• **WHAT TO DO**
Find the line that contains "impl Scheme for" in the entries below. Write out that line and all that follow it, unchanged and alone.

• **Saved entries**

________

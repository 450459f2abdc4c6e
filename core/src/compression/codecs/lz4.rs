//! codecs/lz4.rs
//! LZ4 frame codec (lz4_flex). No levels.
use std::ops::RangeInclusive;

use lz4_flex::frame::{FrameDecoder, FrameEncoder};

use crate::compression::types::{
    CompressionError, CompressionScheme, DecoderSource, EncoderSink, StreamDecoder, StreamEncoder,
};
use crate::scheme::Scheme;

const NAME: &str = "LZ4";

pub struct Lz4;

impl Scheme for Lz4 {
    fn name(&self) -> &'static str {
        NAME
    }
}

impl CompressionScheme for Lz4 {
    fn level_range(&self) -> Option<RangeInclusive<i32>> {
        None
    }

    fn default_level(&self) -> Option<i32> {
        None
    }

    fn encoder<'a>(
        &self,
        sink: EncoderSink<'a>,
        _level: Option<i32>,
    ) -> Result<Box<dyn StreamEncoder<'a> + 'a>, CompressionError> {
        Ok(Box::new(FrameEncoder::new(sink)))
    }

    fn decoder<'a>(&self, source: DecoderSource<'a>) -> Result<Box<dyn StreamDecoder<'a> + 'a>, CompressionError> {
        Ok(Box::new(FrameDecoder::new(source)))
    }
}

impl<'a> StreamEncoder<'a> for FrameEncoder<EncoderSink<'a>> {
    fn finish(self: Box<Self>) -> Result<EncoderSink<'a>, CompressionError> {
        FrameEncoder::finish(*self)
            .map_err(|e| CompressionError::CodecProcessFailed { scheme: NAME, msg: e.to_string() })
    }
}

impl<'a> StreamDecoder<'a> for FrameDecoder<DecoderSource<'a>> {
    fn into_source(self: Box<Self>) -> DecoderSource<'a> {
        FrameDecoder::into_inner(*self)
    }
}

________

• **THE ANSWER**
impl Scheme for Lz4 {
    fn name(&self) -> &'static str {
        NAME
    }
}

impl CompressionScheme for Lz4 {
    fn level_range(&self) -> Option<RangeInclusive<i32>> {
        None
    }

    fn default_level(&self) -> Option<i32> {
        None
    }

    fn encoder<'a>(
        &self,
        sink: EncoderSink<'a>,
        _level: Option<i32>,
    ) -> Result<Box<dyn StreamEncoder<'a> + 'a>, CompressionError> {
        Ok(Box::new(FrameEncoder::new(sink)))
    }

    fn decoder<'a>(&self, source: DecoderSource<'a>) -> Result<Box<dyn StreamDecoder<'a> + 'a>, CompressionError> {
        Ok(Box::new(FrameDecoder::new(source)))
    }
}

impl<'a> StreamEncoder<'a> for FrameEncoder<EncoderSink<'a>> {
    fn finish(self: Box<Self>) -> Result<EncoderSink<'a>, CompressionError> {
        FrameEncoder::finish(*self)
            .map_err(|e| CompressionError::CodecProcessFailed { scheme: NAME, msg: e.to_string() })
    }
}

impl<'a> StreamDecoder<'a> for FrameDecoder<DecoderSource<'a>> {
    fn into_source(self: Box<Self>) -> DecoderSource<'a> {
        FrameDecoder::into_inner(*self)
    }
}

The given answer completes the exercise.